Meister ist er in Deutschland (BVB) und England (Manchester City) ja schon geworden. Auch die Pokale beider Verbände hat er bereits in seiner Titelsammlung. Die 2013 mit dem BVB (im German Final von Wembley) verlorene Champions-League-Trophäe gewinnt er ja vielleicht in diesem Jahr mit den Skyblues.
Verletzungen pflastern Gündogans Weg im DFB-Dress
Doch auf Nationalmannschaftsebene sieht es leider nicht ganz so gut aus. Bei der EM 2012 spielte der in Deutschland geborene Sohn türkischer Eltern keine Rolle, die WM 2014 wiederum verpasste er aufgrund einer schweren Verletzung, die er sich im August 2013 bei einem Test-Kick gegen Paraguay zugezogen hatte.
Auch bei der EM 2016 fehlte Gündogan verletzungsbedingt - und die WM 2018, bei der eigentlich sein Stern endgültig aufgehen sollte, stand leider von Anfang an mehr unter dem ungünstigen Stern der Erdogan-Affäre und eines in zwei Lager gespaltenen Kaders.

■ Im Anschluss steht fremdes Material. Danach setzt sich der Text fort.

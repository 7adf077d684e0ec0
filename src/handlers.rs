//! Request handlers shipped with the gateway itself.

use std::path::PathBuf;
use std::sync::Arc;

use anyhow::Result;
use chrono::{SecondsFormat, Utc};
use serde_json::json;
use speak_core_types::{RequestArgs, Response};
use speak_csrf_rules::CsrfRuleStore;
use speak_request_gate::{
    AuthzPolicy, HandlerRegistry, HandlerResult, RoleRequirement, DEFAULT_METHOD,
};
use tracing::warn;

use crate::config::load_config;

pub const PING_HANDLER: &str = "Gateway.Ping";
pub const RULES_HANDLER: &str = "Gateway.Rules";
pub const RELOAD_METHOD: &str = "Reload";

/// Re-reads the configuration and swaps in a fresh CSRF rule snapshot.
pub struct RuleReloader {
    path: Option<PathBuf>,
    store: Arc<CsrfRuleStore>,
}

impl RuleReloader {
    pub fn new(path: Option<PathBuf>, store: Arc<CsrfRuleStore>) -> Self {
        Self { path, store }
    }

    pub fn store(&self) -> &Arc<CsrfRuleStore> {
        &self.store
    }

    pub fn reload(&self) -> Result<u64> {
        let loaded = load_config(self.path.as_deref())?;
        Ok(self.store.reload(&loaded.config))
    }

    /// A failed reload leaves the current snapshot in place.
    pub fn reload_or_keep(&self) -> Option<u64> {
        match self.reload() {
            Ok(revision) => Some(revision),
            Err(err) => {
                warn!(
                    error = %format!("{err:#}"),
                    revision = self.store.revision(),
                    "csrf rule reload failed; keeping previous snapshot"
                );
                None
            }
        }
    }
}

pub fn register_builtin(registry: &HandlerRegistry, reloader: Arc<RuleReloader>) {
    registry.register(PING_HANDLER, DEFAULT_METHOD, AuthzPolicy::none(), ping);

    let listing = Arc::clone(reloader.store());
    registry.register(
        RULES_HANDLER,
        DEFAULT_METHOD,
        AuthzPolicy::none().with_role(RoleRequirement::default()),
        move |_args| list_rules(Arc::clone(&listing)),
    );

    registry.register(
        RULES_HANDLER,
        RELOAD_METHOD,
        AuthzPolicy::admins_only(),
        move |_args| reload_rules(Arc::clone(&reloader)),
    );
}

async fn ping(_args: RequestArgs) -> HandlerResult {
    let server_time = Utc::now().to_rfc3339_opts(SecondsFormat::Millis, true);
    Ok(Response::ok()
        .with_value("pong", json!(true))
        .with_value("serverTime", json!(server_time)))
}

async fn list_rules(store: Arc<CsrfRuleStore>) -> HandlerResult {
    let rules = store.snapshot();
    Ok(Response::ok()
        .with_value("revision", json!(store.revision()))
        .with_value("rules", serde_json::to_value(rules.summary())?))
}

async fn reload_rules(reloader: Arc<RuleReloader>) -> HandlerResult {
    let worker = Arc::clone(&reloader);
    let revision = tokio::task::spawn_blocking(move || worker.reload()).await??;
    let count = reloader.store().snapshot().len();
    Ok(Response::ok()
        .with_value("revision", json!(revision))
        .with_value("count", json!(count)))
}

Im Grunde genommen sind die vor der Tür stehende EM und das WM-Turnier von 2022 die letzten Chancen für Gündogan, seiner schon sehr ansehnlichen Vita nun auch die höchsten Weihen auf Länderspielebene hinzuzufügen.

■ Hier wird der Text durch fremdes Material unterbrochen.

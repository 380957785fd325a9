//! In-memory [`Dom`] used by headless hosts and tests.
//!
//! Every physical mutation is recorded as a [`Mutation`], which makes the
//! amount of DOM work a reconciliation pass performs directly observable.
//! Slots of removed nodes go on a free list and are reused by later inserts,
//! so a long-running headless host does not grow the arena without bound.

use core::any::Any;
use std::collections::{BTreeMap, HashMap};

use super::Dom;
use crate::{
    Error, Result,
    markup::{Content, Markup},
};

/// A recorded physical DOM mutation.
#[derive(Debug, Clone, PartialEq, Eq)]
pub enum Mutation {
    /// A new subtree was attached; `id` is its root id.
    Insert {
        /// Parent id.
        parent: String,
        /// Root id of the inserted subtree.
        id: String,
    },
    /// An existing node was repositioned.
    Move {
        /// Node id.
        id: String,
        /// Sibling it now follows.
        after: Option<String>,
    },
    /// A node was swapped for a new subtree.
    Replace {
        /// Removed node id.
        old: String,
        /// Root id of the replacement.
        new: String,
    },
    /// A subtree was removed.
    Remove {
        /// Node id.
        id: String,
    },
    /// An attribute was written or removed.
    Attribute {
        /// Node id.
        id: String,
        /// Attribute name.
        name: String,
    },
    /// Text or HTML content was replaced.
    Content {
        /// Node id.
        id: String,
    },
    /// A `value` property was written.
    Value {
        /// Node id.
        id: String,
    },
    /// `scrollTop` was written.
    ScrollTop {
        /// Node id.
        id: String,
    },
}

#[derive(Debug, Default)]
struct Node {
    id: Option<String>,
    attributes: BTreeMap<String, String>,
    content: Option<Content>,
    value: Option<String>,
    scroll_top: f64,
    parent: Option<usize>,
    children: Vec<usize>,
}

/// A DOM tree held entirely in memory.
#[derive(Debug, Default)]
pub struct MemoryDom {
    nodes: Vec<Node>,
    free: Vec<usize>,
    by_id: HashMap<String, usize>,
    mutations: Vec<Mutation>,
}

impl MemoryDom {
    /// Creates an empty document.
    #[must_use]
    pub fn new() -> Self {
        Self::default()
    }

    /// Creates a document holding one `div` container with the given id.
    #[must_use]
    pub fn with_container(id: &str) -> Self {
        let mut dom = Self::new();
        dom.add_container(id);
        dom
    }

    /// Adds a detached `div` container that roots can be mounted into.
    pub fn add_container(&mut self, id: &str) {
        let index = self.push(Node {
            id: Some(id.to_owned()),
            ..Node::default()
        });
        self.by_id.insert(id.to_owned(), index);
    }

    /// Mutations recorded so far.
    #[must_use]
    pub fn mutations(&self) -> &[Mutation] {
        &self.mutations
    }

    /// Drains the mutation log.
    pub fn take_mutations(&mut self) -> Vec<Mutation> {
        core::mem::take(&mut self.mutations)
    }

    /// Returns `true` if a live node carries `id`.
    #[must_use]
    pub fn contains(&self, id: &str) -> bool {
        self.by_id.contains_key(id)
    }

    /// Ids of the element children of `id`, in document order.
    #[must_use]
    pub fn child_ids(&self, id: &str) -> Vec<String> {
        self.by_id.get(id).map_or_else(Vec::new, |&index| {
            self.nodes[index]
                .children
                .iter()
                .filter_map(|&child| self.nodes[child].id.clone())
                .collect()
        })
    }

    /// Reads an attribute.
    #[must_use]
    pub fn attribute(&self, id: &str, name: &str) -> Option<&str> {
        let index = *self.by_id.get(id)?;
        self.nodes[index].attributes.get(name).map(String::as_str)
    }

    /// Reads the text content set on an element.
    #[must_use]
    pub fn text(&self, id: &str) -> Option<&str> {
        let index = *self.by_id.get(id)?;
        match &self.nodes[index].content {
            Some(Content::Text(text)) => Some(text),
            _ => None,
        }
    }

    /// Reads the raw HTML set on an element.
    #[must_use]
    pub fn inner_html(&self, id: &str) -> Option<&str> {
        let index = *self.by_id.get(id)?;
        match &self.nodes[index].content {
            Some(Content::DangerousHtml(html)) => Some(html),
            _ => None,
        }
    }

    /// Reads `scrollTop`.
    #[must_use]
    pub fn scroll_top(&self, id: &str) -> Option<f64> {
        self.by_id.get(id).map(|&index| self.nodes[index].scroll_top)
    }

    /// Simulates the user editing a form control. Not recorded as a mutation.
    pub fn type_value(&mut self, id: &str, value: &str) {
        if let Some(&index) = self.by_id.get(id) {
            self.nodes[index].value = Some(value.to_owned());
        }
    }

    /// Number of node slots currently in use, containers included.
    #[must_use]
    pub fn live_nodes(&self) -> usize {
        self.nodes.len() - self.free.len()
    }

    fn push(&mut self, node: Node) -> usize {
        if let Some(index) = self.free.pop() {
            self.nodes[index] = node;
            return index;
        }
        self.nodes.push(node);
        self.nodes.len() - 1
    }

    fn lookup(&self, id: &str) -> Result<usize> {
        self.by_id
            .get(id)
            .copied()
            .ok_or_else(|| Error::dom(format!("no element with id `{id}`")))
    }

    fn build(&mut self, markup: &Markup) -> Result<usize> {
        if self.by_id.contains_key(&markup.id) {
            return Err(Error::dom(format!("duplicate element id `{}`", markup.id)));
        }
        let value = markup
            .attributes
            .iter()
            .find(|(name, _)| name == "value")
            .map(|(_, value)| value.clone());
        let index = self.push(Node {
            id: Some(markup.id.clone()),
            attributes: markup.attributes.iter().cloned().collect(),
            content: markup.content.clone(),
            value,
            ..Node::default()
        });
        self.by_id.insert(markup.id.clone(), index);
        for child in &markup.children {
            let child = self.build(child)?;
            self.attach(index, child, None);
        }
        Ok(index)
    }

    /// Attaches `child` to `parent` at `position`, appending when `None`.
    fn attach(&mut self, parent: usize, child: usize, position: Option<usize>) {
        let children = &mut self.nodes[parent].children;
        match position {
            Some(position) => children.insert(position, child),
            None => children.push(child),
        }
        self.nodes[child].parent = Some(parent);
    }

    fn detach(&mut self, child: usize) -> Option<usize> {
        let parent = self.nodes[child].parent.take()?;
        self.nodes[parent].children.retain(|&c| c != child);
        Some(parent)
    }

    fn position_after(&self, parent: usize, after: Option<&str>) -> Result<usize> {
        let Some(after) = after else {
            return Ok(0);
        };
        let after = self.lookup(after)?;
        self.nodes[parent]
            .children
            .iter()
            .position(|&c| c == after)
            .map(|position| position + 1)
            .ok_or_else(|| Error::dom("reference node is not a child of the parent"))
    }

    /// Forgets a detached subtree and returns its slots to the free list.
    fn forget_subtree(&mut self, index: usize) {
        let node = core::mem::take(&mut self.nodes[index]);
        if let Some(id) = node.id {
            self.by_id.remove(&id);
        }
        for child in node.children {
            self.forget_subtree(child);
        }
        self.free.push(index);
    }
}

impl Dom for MemoryDom {
    fn append(&mut self, parent: &str, markup: &Markup) -> Result<()> {
        let parent_index = self.lookup(parent)?;
        let node = self.build(markup)?;
        self.attach(parent_index, node, None);
        self.mutations.push(Mutation::Insert {
            parent: parent.to_owned(),
            id: markup.id().to_owned(),
        });
        Ok(())
    }

    fn insert_after(&mut self, parent: &str, after: Option<&str>, markup: &Markup) -> Result<()> {
        let parent_index = self.lookup(parent)?;
        let position = self.position_after(parent_index, after)?;
        let node = self.build(markup)?;
        self.attach(parent_index, node, Some(position));
        self.mutations.push(Mutation::Insert {
            parent: parent.to_owned(),
            id: markup.id().to_owned(),
        });
        Ok(())
    }

    fn move_after(&mut self, parent: &str, node: &str, after: Option<&str>) -> Result<()> {
        let parent_index = self.lookup(parent)?;
        let node_index = self.lookup(node)?;
        self.detach(node_index);
        let position = self.position_after(parent_index, after)?;
        self.attach(parent_index, node_index, Some(position));
        self.mutations.push(Mutation::Move {
            id: node.to_owned(),
            after: after.map(str::to_owned),
        });
        Ok(())
    }

    fn previous_sibling_id(&self, node: &str) -> Option<String> {
        let index = *self.by_id.get(node)?;
        let parent = self.nodes[index].parent?;
        let siblings = &self.nodes[parent].children;
        let position = siblings.iter().position(|&c| c == index)?;
        siblings[..position]
            .last()
            .and_then(|&c| self.nodes[c].id.clone())
    }

    fn replace(&mut self, old: &str, markup: &Markup) -> Result<()> {
        let old_index = self.lookup(old)?;
        let parent = self.nodes[old_index]
            .parent
            .ok_or_else(|| Error::dom(format!("`{old}` is detached")))?;
        let position = self.nodes[parent]
            .children
            .iter()
            .position(|&c| c == old_index);
        self.detach(old_index);
        self.forget_subtree(old_index);
        let node = self.build(markup)?;
        self.attach(parent, node, position);
        self.mutations.push(Mutation::Replace {
            old: old.to_owned(),
            new: markup.id().to_owned(),
        });
        Ok(())
    }

    fn remove(&mut self, node: &str) -> Result<bool> {
        let Some(&index) = self.by_id.get(node) else {
            return Ok(false);
        };
        self.detach(index);
        self.forget_subtree(index);
        self.mutations.push(Mutation::Remove {
            id: node.to_owned(),
        });
        Ok(true)
    }

    fn set_attribute(&mut self, node: &str, name: &str, value: &str) -> Result<()> {
        let index = self.lookup(node)?;
        self.nodes[index]
            .attributes
            .insert(name.to_owned(), value.to_owned());
        self.mutations.push(Mutation::Attribute {
            id: node.to_owned(),
            name: name.to_owned(),
        });
        Ok(())
    }

    fn remove_attribute(&mut self, node: &str, name: &str) -> Result<()> {
        let index = self.lookup(node)?;
        self.nodes[index].attributes.remove(name);
        self.mutations.push(Mutation::Attribute {
            id: node.to_owned(),
            name: name.to_owned(),
        });
        Ok(())
    }

    fn set_text_content(&mut self, node: &str, text: &str) -> Result<()> {
        let index = self.lookup(node)?;
        self.nodes[index].content = Some(Content::Text(text.to_owned()));
        self.mutations.push(Mutation::Content {
            id: node.to_owned(),
        });
        Ok(())
    }

    fn set_inner_html(&mut self, node: &str, html: &str) -> Result<()> {
        let index = self.lookup(node)?;
        self.nodes[index].content = Some(Content::DangerousHtml(html.to_owned()));
        self.mutations.push(Mutation::Content {
            id: node.to_owned(),
        });
        Ok(())
    }

    fn value(&self, node: &str) -> Option<String> {
        let index = *self.by_id.get(node)?;
        self.nodes[index].value.clone()
    }

    fn set_value(&mut self, node: &str, value: &str) -> Result<()> {
        let index = self.lookup(node)?;
        self.nodes[index].value = Some(value.to_owned());
        self.mutations.push(Mutation::Value {
            id: node.to_owned(),
        });
        Ok(())
    }

    fn set_scroll_top(&mut self, node: &str, top: f64) -> Result<()> {
        let index = self.lookup(node)?;
        self.nodes[index].scroll_top = top;
        self.mutations.push(Mutation::ScrollTop {
            id: node.to_owned(),
        });
        Ok(())
    }

    fn as_any(&self) -> &dyn Any {
        self
    }

    fn as_any_mut(&mut self) -> &mut dyn Any {
        self
    }
}

#[cfg(test)]
mod tests {
    use super::*;

    fn div(id: &str) -> Markup {
        Markup {
            id: id.into(),
            tag: "div",
            attributes: Vec::new(),
            content: None,
            children: Vec::new(),
        }
    }

    #[test]
    fn positional_inserts_and_moves() {
        let mut dom = MemoryDom::with_container("app");
        dom.append("app", &div("a")).unwrap();
        dom.insert_after("app", Some("a"), &div("c")).unwrap();
        dom.insert_after("app", Some("a"), &div("b")).unwrap();
        assert_eq!(dom.child_ids("app"), ["a", "b", "c"]);

        dom.move_after("app", "c", None).unwrap();
        assert_eq!(dom.child_ids("app"), ["c", "a", "b"]);
        assert_eq!(dom.previous_sibling_id("a").as_deref(), Some("c"));
        assert_eq!(dom.previous_sibling_id("c"), None);
    }

    #[test]
    fn removing_forgets_the_subtree() {
        let mut dom = MemoryDom::with_container("app");
        let mut outer = div("outer");
        outer.children.push(div("inner"));
        dom.append("app", &outer).unwrap();
        assert!(dom.contains("inner"));
        assert!(dom.remove("outer").unwrap());
        assert!(!dom.contains("inner"));
        assert!(!dom.remove("outer").unwrap());
    }

    #[test]
    fn removed_slots_are_reused() {
        let mut dom = MemoryDom::with_container("app");
        for round in 0..50 {
            let mut outer = div(&format!("outer{round}"));
            outer.children.push(div(&format!("inner{round}")));
            dom.append("app", &outer).unwrap();
            assert!(dom.remove(&format!("outer{round}")).unwrap());
        }
        assert_eq!(dom.live_nodes(), 1);
        assert!(dom.nodes.len() <= 3);
    }

    #[test]
    fn duplicate_ids_are_rejected() {
        let mut dom = MemoryDom::with_container("app");
        dom.append("app", &div("a")).unwrap();
        assert!(dom.append("app", &div("a")).is_err());
    }
}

Und meine Hoffnung ist groß, dass es diesmal endlich klappt. Denn Gündogan ist schon seit geraumer Zeit in der sogenannten "Form seines Lebens". Zwar schrieb das Fachblatt kicker dem damals noch für den BVB kickenden Mittelfeldspieler bereits im Jahr 2013 das Prädikat "Weltklasse" zu (völlig zu recht, nebenbei bemerkt), doch war sein damaliger Impact auf die Mannschaft noch nicht mit dem zu vergleichen, den er heute in Manchester ausübt.
Gündogan der erste Deutsche, der zweimal zum Spieler des Monats in England gekürt wurde
Gerade erst ist er in England zum zweiten Mal in Folge zum "Spieler des Monats" gekürt worden. Er ist der erste Deutsche überhaupt, dem es gelang, diese seit der Saison 1994/95 vergebene Auszeichnung zum zweiten Mal zu erhalten.
"Ich bin sehr stolz darauf, diesen Preis noch einmal gewonnen zu haben, aber am meisten macht mich stolz, Teil dieser wunderbaren Mannschaft zu sein", zeigte sich Gündogan gewohnt bescheiden und zurückhaltend ob dieser persönlichen Auszeichnung.
Seine deutschen Vorgänger (Jürgen Klinsmann, im August 1994, und Leroy Sané, im Oktober 2017) wurden jeweils nur einmal als "Premier League Player of the Month" gewürdigt. Rekordhalter dieser Auszeichnung sind Steven Gerrard, Harry Kane und Sergio Agüero mit jeweils sechs Auszeichnungen.
Mit ihrem Votum für Gündogan reagieren die englischen Sportfans und Experten, die den Spieler des Monats anteilig wählen, auch auf die frappierende Entwicklung als Torjäger, die der gebürtige Gelsenkirchener in dieser Saison genommen hat.
So treffsicher wie noch nie in seiner bisherigen Karriere
Kam Gündogan in den letzten neun Spielzeiten (fünf davon noch beim BVB) nie über die Marke von sechs geschossenen Treffern hinaus, liegt er in der gerade zu drei Vierteln gespielten aktuellen Saison schon bei deren 14 (12 in der Premier League, 2 in der Champions League).
In der Rubrik "Assists" liegt er derzeit bei 3 - könnte also auch hier seinen persönlichen Rekord (8 in der Saison 2018/19) in den verbleibenden Spielen noch brechen.
Die Entscheidung Guardiolas, Gündogan etwas vorzuziehen und ihn mehr wie einen 10er denn einen Achter (oder gar Sechser) agieren zu lassen, scheint sich also voll ausgezahlt zu haben. Für den Spieler selbst - und natürlich für seine Mannschaft, die mit einem uneinholbar scheinenden Vorsprung von 14 Punkten auf den Tabellenzweiten unbeirrt ihre Kreise an der Spitze der Premier League zieht.
Jogi Löw wäre gut beraten, sich dieses taktischen Kniffes seines spanischen Trainerkollegen anzunehmen - und Gündogan fortan als Zehner aufzustellen. Dann klappt es für diesen im Sommer auch endlich in der Nationalmannschaft.